Biography
Ruby Andromeda Miller is based in Michigan’s upper peninsula, right along the coast of the majestic Lake Superior. Originally from Mid-Michigan, she grew up in the Lansing area and earned her BFA in Sculpture at Grand Valley State University and an Associates in Welding Technology at Grand Rapids Community College. She has shown work and taught in both Michigan and New York.
Artist’s Statement
Most of Ruby’s work plays with notions of memory and the ‘ghosts’ fostered in the everyday objects that surround us. She works with a variety of methods and materials- carefully drawn walnuts, thread-webbed scraps of metal, manipulated, beaded, cast metals, welded steel, collaged and painted bits of fabric joined with ambiguous found objects. One of her most common working methods is to apply textile techniques to alternative materials- for example; metals, found objects and trash materials.

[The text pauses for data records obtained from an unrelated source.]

// Geometry normalization: fits arbitrary-scale track data onto a fixed-size
// drawing surface and maps data-space points into surface space

use serde::{Deserialize, Serialize};

use crate::errors::ReplayError;
use crate::session::TrackPoint;

/// Configuration of the drawing surface geometry is fitted into
#[derive(Debug, Clone, Serialize, Deserialize)]
pub struct SurfaceConfig {
    /// Surface dimensions (width, height) in pixels
    pub surface_size: (u32, u32),
    /// Stroke width for the track line
    pub stroke_width: f32,
    /// Fixed margin, in surface units, kept clear around the fitted geometry
    pub padding: f32,
}

impl Default for SurfaceConfig {
    fn default() -> Self {
        Self {
            surface_size: (800, 600),
            stroke_width: 3.0,
            padding: 100.0,
        }
    }
}

/// A point in surface coordinates, origin top-left
#[derive(Debug, Clone, Copy, PartialEq)]
pub struct ScreenPoint {
    pub x: f32,
    pub y: f32,
}

impl ScreenPoint {
    pub fn new(x: f32, y: f32) -> Self {
        Self { x, y }
    }
}

/// Axis-aligned bounding box of the track polyline. Derived data, recomputed
/// whenever the track changes.
#[derive(Debug, Clone, Copy)]
pub struct BoundingBox {
    pub min_x: f32,
    pub max_x: f32,
    pub min_y: f32,
    pub max_y: f32,
}

impl BoundingBox {
    pub fn new() -> Self {
        Self {
            min_x: f32::INFINITY,
            max_x: f32::NEG_INFINITY,
            min_y: f32::INFINITY,
            max_y: f32::NEG_INFINITY,
        }
    }

    pub fn update(&mut self, point: TrackPoint) {
        self.min_x = self.min_x.min(point.x);
        self.max_x = self.max_x.max(point.x);
        self.min_y = self.min_y.min(point.y);
        self.max_y = self.max_y.max(point.y);
    }

    pub fn width(&self) -> f32 {
        self.max_x - self.min_x
    }

    pub fn height(&self) -> f32 {
        self.max_y - self.min_y
    }

    fn is_finite(&self) -> bool {
        self.min_x.is_finite()
            && self.max_x.is_finite()
            && self.min_y.is_finite()
            && self.max_y.is_finite()
    }
}

impl Default for BoundingBox {
    fn default() -> Self {
        Self::new()
    }
}

/// Projection mode applied when mapping data space to surface space
#[derive(Debug, Clone, Copy, PartialEq, Eq)]
pub enum Projection {
    /// Both scale factors applied; for fixed-size raster surfaces
    Scaled,
    /// Translation only, scale 1:1; for surfaces that scale themselves,
    /// e.g. a vector document whose viewBox matches the padded data extent
    TranslateOnly,
}

/// The affine data-space to surface-space transform shared by track and
/// driver rendering, so both use one consistent mapping
#[derive(Debug, Clone, Copy)]
pub struct ViewTransform {
    bounds: BoundingBox,
    scale_x: f32,
    scale_y: f32,
    padding: f32,
    projection: Projection,
}

impl ViewTransform {
    /// Compute the transform that fits `track` into the configured surface
    /// with the configured padding on every side.
    ///
    /// An empty track, a zero-extent bounding box, or non-finite input
    /// coordinates yield `DegenerateGeometry`: there is nothing to draw yet,
    /// not a fatal condition.
    pub fn fit(
        track: &[TrackPoint],
        config: &SurfaceConfig,
        projection: Projection,
    ) -> Result<Self, ReplayError> {
        if track.is_empty() {
            return Err(ReplayError::DegenerateGeometry);
        }

        let mut bounds = BoundingBox::new();
        for point in track {
            bounds.update(*point);
        }

        if !bounds.is_finite() || bounds.width() <= 0. || bounds.height() <= 0. {
            return Err(ReplayError::DegenerateGeometry);
        }

        let (scale_x, scale_y) = match projection {
            Projection::Scaled => {
                let (width, height) = config.surface_size;
                (
                    (width as f32 - 2. * config.padding) / bounds.width(),
                    (height as f32 - 2. * config.padding) / bounds.height(),
                )
            }
            Projection::TranslateOnly => (1., 1.),
        };

        Ok(Self {
            bounds,
            scale_x,
            scale_y,
            padding: config.padding,
            projection,
        })
    }

    /// Map one data-space point into surface space
    pub fn map_point(&self, point: TrackPoint) -> ScreenPoint {
        ScreenPoint::new(
            (point.x - self.bounds.min_x) * self.scale_x + self.padding,
            (point.y - self.bounds.min_y) * self.scale_y + self.padding,
        )
    }

    /// The projection mode this transform was fitted with. Backends check
    /// this instead of assuming a convention.
    pub fn projection(&self) -> Projection {
        self.projection
    }

    pub fn bounds(&self) -> &BoundingBox {
        &self.bounds
    }

    pub fn scale(&self) -> (f32, f32) {
        (self.scale_x, self.scale_y)
    }

    pub fn padding(&self) -> f32 {
        self.padding
    }

    /// Extent of the padded output area: the surface the translate-only
    /// projection fills, used by vector backends to size their viewBox
    pub fn viewbox_size(&self) -> (f32, f32) {
        (
            self.bounds.width() * self.scale_x + 2. * self.padding,
            self.bounds.height() * self.scale_y + 2. * self.padding,
        )
    }
}

#[cfg(test)]
mod tests {
    use super::*;
    use proptest::prelude::*;

    fn l_track() -> Vec<TrackPoint> {
        vec![
            TrackPoint::new(0., 0.),
            TrackPoint::new(10., 0.),
            TrackPoint::new(10., 10.),
        ]
    }

    #[test]
    fn test_fit_computes_bounding_box_and_scales() {
        let transform =
            ViewTransform::fit(&l_track(), &SurfaceConfig::default(), Projection::Scaled).unwrap();

        let bounds = transform.bounds();
        assert_eq!(bounds.min_x, 0.);
        assert_eq!(bounds.max_x, 10.);
        assert_eq!(bounds.min_y, 0.);
        assert_eq!(bounds.max_y, 10.);
        assert_eq!(transform.scale(), (60., 40.));
    }

    #[test]
    fn test_map_point_scaled() {
        let transform =
            ViewTransform::fit(&l_track(), &SurfaceConfig::default(), Projection::Scaled).unwrap();

        assert_eq!(
            transform.map_point(TrackPoint::new(10., 10.)),
            ScreenPoint::new(700., 500.)
        );
        assert_eq!(
            transform.map_point(TrackPoint::new(0., 0.)),
            ScreenPoint::new(100., 100.)
        );
    }

    #[test]
    fn test_map_point_translate_only() {
        let transform = ViewTransform::fit(
            &l_track(),
            &SurfaceConfig::default(),
            Projection::TranslateOnly,
        )
        .unwrap();

        assert_eq!(transform.projection(), Projection::TranslateOnly);
        assert_eq!(
            transform.map_point(TrackPoint::new(10., 10.)),
            ScreenPoint::new(110., 110.)
        );
        assert_eq!(transform.viewbox_size(), (210., 210.));
    }

    #[test]
    fn test_empty_track_is_degenerate() {
        let result = ViewTransform::fit(&[], &SurfaceConfig::default(), Projection::Scaled);
        assert!(matches!(result, Err(ReplayError::DegenerateGeometry)));
    }

    #[test]
    fn test_zero_extent_track_is_degenerate() {
        // a single point and a horizontal line both have a collapsed axis
        let single = vec![TrackPoint::new(5., 5.)];
        let flat = vec![TrackPoint::new(0., 5.), TrackPoint::new(10., 5.)];

        for track in [single, flat] {
            let result = ViewTransform::fit(&track, &SurfaceConfig::default(), Projection::Scaled);
            assert!(matches!(result, Err(ReplayError::DegenerateGeometry)));
        }
    }

    #[test]
    fn test_non_finite_track_is_degenerate() {
        let track = vec![
            TrackPoint::new(0., 0.),
            TrackPoint::new(f32::NAN, 10.),
            TrackPoint::new(10., 10.),
        ];
        let result = ViewTransform::fit(&track, &SurfaceConfig::default(), Projection::Scaled);
        assert!(matches!(result, Err(ReplayError::DegenerateGeometry)));
    }

    proptest! {
        #![proptest_config(ProptestConfig::with_cases(100))]

        #[test]
        fn prop_mapped_corners_stay_inside_padding(
            min_x in -50_000.0f32..50_000.0,
            min_y in -50_000.0f32..50_000.0,
            width in 0.5f32..100_000.0,
            height in 0.5f32..100_000.0,
        ) {
            let track = vec![
                TrackPoint::new(min_x, min_y),
                TrackPoint::new(min_x + width, min_y + height),
            ];
            let config = SurfaceConfig::default();
            let transform = ViewTransform::fit(&track, &config, Projection::Scaled).unwrap();

            let (surface_w, surface_h) = config.surface_size;
            // rounding tolerance: one part in 10^3 of the surface
            let tolerance = 1e-3 * surface_w.max(surface_h) as f32;

            for corner in [
                TrackPoint::new(min_x, min_y),
                TrackPoint::new(min_x + width, min_y),
                TrackPoint::new(min_x, min_y + height),
                TrackPoint::new(min_x + width, min_y + height),
            ] {
                let mapped = transform.map_point(corner);
                prop_assert!(mapped.x >= config.padding - tolerance);
                prop_assert!(mapped.x <= surface_w as f32 - config.padding + tolerance);
                prop_assert!(mapped.y >= config.padding - tolerance);
                prop_assert!(mapped.y <= surface_h as f32 - config.padding + tolerance);
            }
        }
    }
}
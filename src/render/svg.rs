// Vector backend: renders DrawCommands into a standalone SVG document

use std::fs;
use std::path::Path;

use log::info;

use super::DrawTarget;
use crate::errors::ReplayError;
use crate::replay::geometry::{Projection, ScreenPoint, SurfaceConfig, ViewTransform};
use crate::replay::scene::{Rgb, SceneRenderer};
use crate::session::RaceSession;

/// Retained-mode backend accumulating an SVG document.
///
/// The document size follows the transform's projection: a scaled transform
/// fills the fixed surface, a translate-only transform emits a viewBox
/// matching the padded data extent so the document scales itself.
pub struct SvgBackend {
    body: String,
    width: f32,
    height: f32,
}

impl SvgBackend {
    pub fn new(transform: &ViewTransform, config: &SurfaceConfig) -> Self {
        let (width, height) = match transform.projection() {
            Projection::Scaled => (
                config.surface_size.0 as f32,
                config.surface_size.1 as f32,
            ),
            Projection::TranslateOnly => transform.viewbox_size(),
        };
        Self {
            body: String::new(),
            width,
            height,
        }
    }

    /// Close the document and return the full SVG text
    pub fn finish(self) -> String {
        let mut svg = String::with_capacity(self.body.len() + 512);
        svg.push_str(&format!(
            r#"<svg width="{:.0}" height="{:.0}" xmlns="http://www.w3.org/2000/svg" viewBox="0 0 {:.2} {:.2}">
  <defs>
    <style>
      .track-line {{ fill: none; stroke-linecap: round; stroke-linejoin: round; }}
    </style>
  </defs>"#,
            self.width, self.height, self.width, self.height
        ));
        svg.push_str(&self.body);
        svg.push_str("\n</svg>");
        svg
    }
}

fn hex(color: Rgb) -> String {
    format!("#{:02x}{:02x}{:02x}", color.r, color.g, color.b)
}

fn escape_text(text: &str) -> String {
    text.replace('&', "&amp;")
        .replace('<', "&lt;")
        .replace('>', "&gt;")
}

impl DrawTarget for SvgBackend {
    fn polyline(&mut self, points: &[ScreenPoint], width: f32, color: Rgb) {
        let Some(first) = points.first() else {
            return;
        };

        let mut path = format!("M {:.2},{:.2}", first.x, first.y);
        for point in points.iter().skip(1) {
            path.push_str(&format!(" L {:.2},{:.2}", point.x, point.y));
        }
        self.body.push_str(&format!(
            "\n  <path class=\"track-line\" d=\"{}\" stroke=\"{}\" stroke-width=\"{:.2}\" />",
            path,
            hex(color),
            width
        ));
    }

    fn marker(&mut self, center: ScreenPoint, radius: f32, color: Rgb) {
        self.body.push_str(&format!(
            "\n  <circle cx=\"{:.2}\" cy=\"{:.2}\" r=\"{:.2}\" fill=\"{}\" />",
            center.x,
            center.y,
            radius,
            hex(color)
        ));
    }

    fn label(&mut self, text: &str, anchor: ScreenPoint, size: f32, color: Rgb) {
        self.body.push_str(&format!(
            "\n  <text x=\"{:.2}\" y=\"{:.2}\" font-size=\"{:.0}\" fill=\"{}\">{}</text>",
            anchor.x,
            anchor.y,
            size,
            hex(color),
            escape_text(text)
        ));
    }
}

/// Render one frame of a session as a self-scaling SVG document.
///
/// Uses the translate-only projection: geometry keeps its data-space scale
/// and the viewBox does the fitting, so the export stays crisp at any size.
pub fn render_frame_svg(
    session: &RaceSession,
    frame_index: usize,
    config: &SurfaceConfig,
) -> Result<String, ReplayError> {
    let transform = ViewTransform::fit(&session.track, config, Projection::TranslateOnly)?;
    let commands = SceneRenderer::new(config.clone()).render_frame(session, frame_index, &transform);

    let mut backend = SvgBackend::new(&transform, config);
    super::submit(&mut backend, &commands);
    Ok(backend.finish())
}

/// Write an SVG document to disk
pub fn export_svg(path: &Path, document: &str) -> Result<(), ReplayError> {
    fs::write(path, document).map_err(|e| ReplayError::SvgExportError { source: e })?;
    info!("Exported SVG to {:?} ({} bytes)", path, document.len());
    Ok(())
}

These materials and methods point to edges, physical and metaphorical. Influenced by her rural upbringing where the borders between the natural and artificial world were fuzzier- assemblages often incorporate materials that have lived out their intended life and end up suspended in states of relative decay. Sometimes there is an element of sweetness and sentimentality, but always with a shade of the feral. Other pieces speak more directly to the ways in which living along an edge leaves one vulnerable to unpredictable forces and makes the point that nature often lacks a sense of justice. It explores the detritus of human habitation and the natural world in a way that invites her audience to see themselves as fellow animals, ultimately using the same resources/spaces and leaving things behind.
These transformations invite engagement with a greater degree of curiosity and creativity. It is through sharing her careful observations and surprising combinations that she hopes to inspire her audience to look at the world around them with a heightened sense of the vibrant, magical and mysterious.